START MATERIAL TO PROCESS

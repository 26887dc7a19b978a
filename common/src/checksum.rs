//! Fletcher-32 running checksum over 16-bit sample words.
//!
//! Each waveform record carries this value so the replay/ingest stage can
//! verify that a decompressed waveform matches what the digitiser wrote.

use crate::RawAdc;

/// Computes the Fletcher-32 checksum of a slice of 16-bit words.
///
/// The accumulators are 64-bit and unreduced until the end of the pass;
/// waveforms short enough to fit in memory cannot overflow them.
pub fn fletcher32(data: &[RawAdc]) -> u32 {
    let mut sum1: u64 = 0;
    let mut sum2: u64 = 0;
    for &word in data {
        sum1 += u64::from(word);
        sum2 += sum1;
    }
    sum1 %= 65535;
    sum2 %= 65535;
    ((sum2 as u32) << 16) | (sum1 as u32)
}
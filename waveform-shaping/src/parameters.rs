use std::str::FromStr;

use crate::{Real, extraction::ExtractionConfig};
use anyhow::{Error, anyhow};
use clap::{Parser, Subcommand};

/// The geometry of a shaping kernel: rise length, flat-top length and the
/// electronics decay constant, all in digitiser timebins.
#[derive(Default, Debug, Clone, PartialEq)]
pub struct ShapingParameters {
    pub rise: usize,
    pub top: usize,
    pub tau: Real,
}

impl FromStr for ShapingParameters {
    type Err = Error;

    fn from_str(s: &str) -> Result<Self, Self::Err> {
        let vals: Vec<_> = s.split(',').collect();
        if vals.len() == 3 {
            Ok(ShapingParameters {
                rise: usize::from_str(vals[0])?,
                top: usize::from_str(vals[1])?,
                tau: Real::from_str(vals[2])?,
            })
        } else {
            Err(anyhow!(
                "Incorrect number of shaping parameters, expected pattern '*,*,*', got '{s}'"
            ))
        }
    }
}

#[derive(Default, Debug, Clone, Parser)]
pub struct FilterParameters {
    /// Kernel geometry as 'rise,top,tau'.
    pub shaping: ShapingParameters,

    /// Fraction of the peak used as the crossing threshold.
    #[clap(long, default_value = "0.8")]
    pub percentage: Real,

    /// Offset added to the crossing midpoint before the energy readout.
    #[clap(long, default_value = "0")]
    pub shift: i64,

    /// Signed energy averaging window; see the extraction documentation.
    #[clap(long, default_value = "0")]
    pub mean: i64,
}

impl FilterParameters {
    pub fn extraction_config(&self) -> ExtractionConfig {
        ExtractionConfig {
            percentage: self.percentage,
            shift: self.shift,
            mean: self.mean,
        }
    }
}

#[derive(Subcommand, Debug)]
pub enum Mode {
    #[clap(about = "Shapes with the single trapezoid and extracts by percent threshold cross.")]
    SingleTrap(FilterParameters),
    #[clap(about = "Shapes with the firmware's bipolar double trapezoid.")]
    DoubleTrap(FilterParameters),
    #[clap(about = "Shapes with the cusp kernel for better timing resolution.")]
    Cusp(FilterParameters),
}

#[cfg(test)]
mod tests {
    use super::*;

    #[test]
    fn parses_shaping_triple() {
        let params = ShapingParameters::from_str("625,100,1250").unwrap();
        assert_eq!(
            params,
            ShapingParameters {
                rise: 625,
                top: 100,
                tau: 1250.0,
            }
        );
    }

    #[test]
    fn rejects_wrong_arity_and_bad_fields() {
        assert!(ShapingParameters::from_str("625,100").is_err());
        assert!(ShapingParameters::from_str("625,100,1250,0").is_err());
        assert!(ShapingParameters::from_str("rise,100,1250").is_err());
    }
}
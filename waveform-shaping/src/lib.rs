//! Pulse shaping and energy/timing extraction.
//!
//! A raw waveform is convolved with one of the shaping kernels built by
//! [`kernel`] (single trapezoid, double trapezoid, or cusp) and the filtered
//! result is handed to the percent-threshold extractor in [`extraction`],
//! which locates the pulse and derives an `(energy, time)` pair. Typical
//! usage over a batch of waveforms:
//!
//! ```ignore
//! let kernel = kernel::single_trapezoid(rise, top, tau, None)?;
//! let results: Vec<_> = waveforms
//!     .iter()
//!     .map(|wave| kernel.apply(wave))
//!     .map(|filtered| extraction::extract_trap_results(&filtered, rise, top, config))
//!     .collect();
//! ```
//!
//! Convolution is a pluggable collaborator: any backend producing output
//! aligned like a natural full convolution works, and [`convolve`] provides
//! the direct reference implementation.

pub mod batch;
pub mod convolve;
pub mod extraction;
pub mod kernel;
pub mod parameters;

pub use waveform_common::Real;
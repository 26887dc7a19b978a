//! Shape-and-extract over a batch of waveforms.
//!
//! Waveforms are independent, so the batch fans out across worker threads
//! with one waveform per task; everything within a waveform stays
//! sequential. The kernel is built once and shared read-only.

use crate::{
    Real,
    extraction::{
        ExtractionConfig, ExtractionResult, extract_cusp_results, extract_double_trap_results,
        extract_trap_results,
    },
    kernel::{self, FilterKernel, KernelError},
    parameters::Mode,
};
use rayon::prelude::*;
use tracing::info;
use waveform_common::{AdcValue, sample::to_real};

type Extractor = fn(&[Real], usize, usize, ExtractionConfig) -> ExtractionResult;

/// Runs the shaping mode over every waveform, yielding one result per
/// waveform in order. Fails only on a bad kernel configuration; individual
/// waveforms that yield no usable pulse report an invalid result.
pub fn process(waveforms: &[Vec<AdcValue>], mode: &Mode) -> Result<Vec<ExtractionResult>, KernelError> {
    let (kernel, extractor, params): (FilterKernel, Extractor, _) = match mode {
        Mode::SingleTrap(params) => (
            kernel::single_trapezoid(params.shaping.rise, params.shaping.top, params.shaping.tau, None)?,
            extract_trap_results,
            params,
        ),
        Mode::DoubleTrap(params) => (
            kernel::double_trapezoid(params.shaping.rise, params.shaping.top, params.shaping.tau, None)?,
            extract_double_trap_results,
            params,
        ),
        Mode::Cusp(params) => (
            kernel::cusp(params.shaping.rise, params.shaping.top, params.shaping.tau, None)?,
            extract_cusp_results,
            params,
        ),
    };
    let config = params.extraction_config();
    let results: Vec<_> = waveforms
        .par_iter()
        .map(|waveform| {
            let filtered = kernel.apply(&to_real(waveform));
            extractor(&filtered, params.shaping.rise, params.shaping.top, config)
        })
        .collect();
    info!(
        "extracted {} of {} waveforms",
        results.iter().filter(|r| r.is_valid()).count(),
        results.len()
    );
    Ok(results)
}
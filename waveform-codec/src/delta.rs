//! First-difference pre-coding.
//!
//! Detector baselines drift slowly compared to the sample rate, so storing
//! each sample as the difference from its predecessor concentrates the
//! distribution near zero where the Rice code is cheapest. The first sample
//! is stored verbatim. Differences use wrapping 16-bit arithmetic, which the
//! running-sum inverse undoes exactly.

use waveform_common::AdcValue;

pub fn encode(samples: &[AdcValue]) -> Vec<AdcValue> {
    let mut out = Vec::with_capacity(samples.len());
    let mut last = 0;
    for (i, &v) in samples.iter().enumerate() {
        if i == 0 {
            out.push(v);
        } else {
            out.push(v.wrapping_sub(last));
        }
        last = v;
    }
    out
}

pub fn decode(encoded: &[AdcValue]) -> Vec<AdcValue> {
    let mut out = Vec::with_capacity(encoded.len());
    let mut last = 0;
    for (i, &v) in encoded.iter().enumerate() {
        let value = if i == 0 { v } else { v.wrapping_add(last) };
        out.push(value);
        last = value;
    }
    out
}
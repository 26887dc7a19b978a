//! Shaping-kernel builders.
//!
//! Kernels are value objects: the weight vector together with the shaping
//! parameters that produced it. They are recomputed whenever parameters
//! change, never mutated in place. The trapezoids follow the convolution
//! form of the Jordanov recursive filter (NIM A353 (1994) 261); the cusp is
//! built by a cumulative second-order polynomial recursion over its three
//! segments.

use crate::{Real, convolve::convolve};
use thiserror::Error;
use tracing::warn;

#[derive(Debug, Error, PartialEq, Eq)]
pub enum KernelError {
    #[error("kernel length {requested} is shorter than the minimum {minimum} for rise {rise} and top {top}")]
    LengthTooShort {
        requested: usize,
        minimum: usize,
        rise: usize,
        top: usize,
    },
}

/// A shaping kernel ready to be convolved with a waveform, pre-scaled so
/// that a normalized convolution does not change the pulse amplitude scale.
#[derive(Debug, Clone, PartialEq)]
pub struct FilterKernel {
    weights: Vec<Real>,
    rise: usize,
    top: usize,
    tau: Real,
}

impl FilterKernel {
    pub fn weights(&self) -> &[Real] {
        &self.weights
    }

    pub fn len(&self) -> usize {
        self.weights.len()
    }

    pub fn is_empty(&self) -> bool {
        self.weights.is_empty()
    }

    pub fn rise(&self) -> usize {
        self.rise
    }

    pub fn top(&self) -> usize {
        self.top
    }

    pub fn tau(&self) -> Real {
        self.tau
    }

    /// Convolves a waveform with this kernel using the in-tree reference
    /// collaborator.
    pub fn apply(&self, waveform: &[Real]) -> Vec<Real> {
        convolve(waveform, &self.weights)
    }
}

fn resolve_length(
    length: Option<usize>,
    minimum: usize,
    rise: usize,
    top: usize,
) -> Result<usize, KernelError> {
    match length {
        None => Ok(minimum),
        Some(requested) if requested < minimum => {
            warn!("rejected kernel length {requested}: minimum for this geometry is {minimum}");
            Err(KernelError::LengthTooShort {
                requested,
                minimum,
                rise,
                top,
            })
        }
        Some(requested) => Ok(requested),
    }
}

/// Builds the single trapezoid: a rising ramp offset by `tau`, a flat top of
/// height `rise`, and a falling ramp, scaled by `1/(rise·tau)`. Any extra
/// `length` beyond `2·rise + top` is zero padding.
pub fn single_trapezoid(
    rise: usize,
    top: usize,
    tau: Real,
    length: Option<usize>,
) -> Result<FilterKernel, KernelError> {
    let minimum = 2 * rise + top;
    let n = resolve_length(length, minimum, rise, top)?;
    let mut weights = vec![0.0; n];
    for i in 0..rise {
        weights[i] = i as Real + tau;
        weights[i + rise + top] = rise as Real - tau - i as Real;
    }
    for weight in &mut weights[rise..rise + top] {
        *weight = rise as Real;
    }
    let scale = 1.0 / (rise as Real * tau);
    for weight in &mut weights {
        *weight *= scale;
    }
    Ok(FilterKernel {
        weights,
        rise,
        top,
        tau,
    })
}

/// Builds the double trapezoid used by the acquisition firmware: the single
/// trapezoid convolved with a two-tap differencer (`-1` at offset zero, `+1`
/// at offset `rise + top`). The natural span is `4·rise + 2·top`; longer
/// lengths are zero padded on the right.
pub fn double_trapezoid(
    rise: usize,
    top: usize,
    tau: Real,
    length: Option<usize>,
) -> Result<FilterKernel, KernelError> {
    let minimum = 4 * rise + 2 * top;
    let n = resolve_length(length, minimum, rise, top)?;
    let single = single_trapezoid(rise, top, tau, None)?;
    let mut differencer = vec![0.0; single.len() + 1];
    differencer[0] = -1.0;
    differencer[rise + top] = 1.0;
    let mut weights = convolve(single.weights(), &differencer);
    weights.resize(n, 0.0);
    Ok(FilterKernel {
        weights,
        rise,
        top,
        tau,
    })
}

/// Builds the cusp kernel via cumulative 0th/1st/2nd-order sums of a unit
/// impulse over the rising, flat and falling segments, combined with fixed
/// polynomial coefficients in `rise` and `tau` and normalized by
/// `0.5·rise·(rise+1)·(tau-0.5)`. Lengths beyond the natural `2·rise + top`
/// span continue the recursion tail rather than zero padding.
pub fn cusp(
    rise: usize,
    top: usize,
    tau: Real,
    length: Option<usize>,
) -> Result<FilterKernel, KernelError> {
    let span = 2 * rise + top;
    let n = resolve_length(length, span, rise, top)?;
    let total = n + span;

    let rise_r = rise as Real;
    let half_tau = tau - 0.5;
    let c0_1 = 0.5 * half_tau;
    let c1_1 = half_tau;
    let c0_2 = 0.5 * rise_r * (rise_r + 1.0);
    let c0_3 = 0.5 * (rise_r + rise_r * rise_r - half_tau - 2.0 * rise_r * half_tau);
    let c1_3 = -1.0 - rise_r + half_tau;
    let norm = 0.5 * rise_r * (rise_r + 1.0) * half_tau;
    let triangle = 0.5 * rise_r * (rise_r + 1.0);

    let mut impulse = vec![0.0; total];
    if total > 1 {
        impulse[1] = 1.0;
    }
    // Cumulative sums for each segment, offset by `span` so the recursion
    // can look back without underflowing.
    let mut p0_1 = vec![0.0; total];
    let mut p1_1 = vec![0.0; total];
    let mut p2_1 = vec![0.0; total];
    let mut p0_2 = vec![0.0; total];
    let mut p0_3 = vec![0.0; total];
    let mut p1_3 = vec![0.0; total];
    let mut p2_3 = vec![0.0; total];
    let mut weights = vec![0.0; n];

    for i in 0..n {
        let j = i + span;
        let in_now = impulse[i];
        let after_rise = if i >= rise { impulse[i - rise] } else { 0.0 };
        let after_flat = if i >= rise + top {
            impulse[i - rise - top]
        } else {
            0.0
        };
        let after_span = if i >= span { impulse[i - span] } else { 0.0 };

        p0_1[j] = p0_1[j - 1] + in_now - after_rise;
        p1_1[j] = p1_1[j - 1] + p0_1[j] - rise_r * after_rise;
        p2_1[j] = p2_1[j - 1] + p1_1[j] - triangle * after_rise;

        p0_2[j] = p0_2[j - 1] + after_rise - after_flat;

        p0_3[j] = p0_3[j - 1] + after_flat - after_span;
        p1_3[j] = p1_3[j - 1] + p0_3[j] - rise_r * after_span;
        p2_3[j] = p2_3[j - 1] + p1_3[j] - triangle * after_span;

        weights[i] = (c0_1 * p0_1[j]
            + c1_1 * p1_1[j]
            + p2_1[j]
            + c0_2 * p0_2[j]
            + c0_3 * p0_3[j]
            + c1_3 * p1_3[j]
            + p2_3[j])
            / norm;
    }
    Ok(FilterKernel {
        weights,
        rise,
        top,
        tau,
    })
}
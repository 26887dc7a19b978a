pub mod checksum;
pub mod sample;

/// A raw 16-bit container word as read from the digitiser.
pub type RawAdc = u16;
/// A sign-extended digitiser sample.
pub type AdcValue = i16;
/// Scalar type used throughout the shaping and extraction path.
pub type Real = f64;

/// Index into a waveform, in digitiser timebins.
pub type SampleIndex = usize;

pub use checksum::fletcher32;
pub use sample::{prepare, sign_extend, to_real};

END MATERIAL TO PROCESS

**BRIEF**
Reply with the number of lines in the data above that contain "filename", and with nothing else.

**OUTPUT BELOW**
4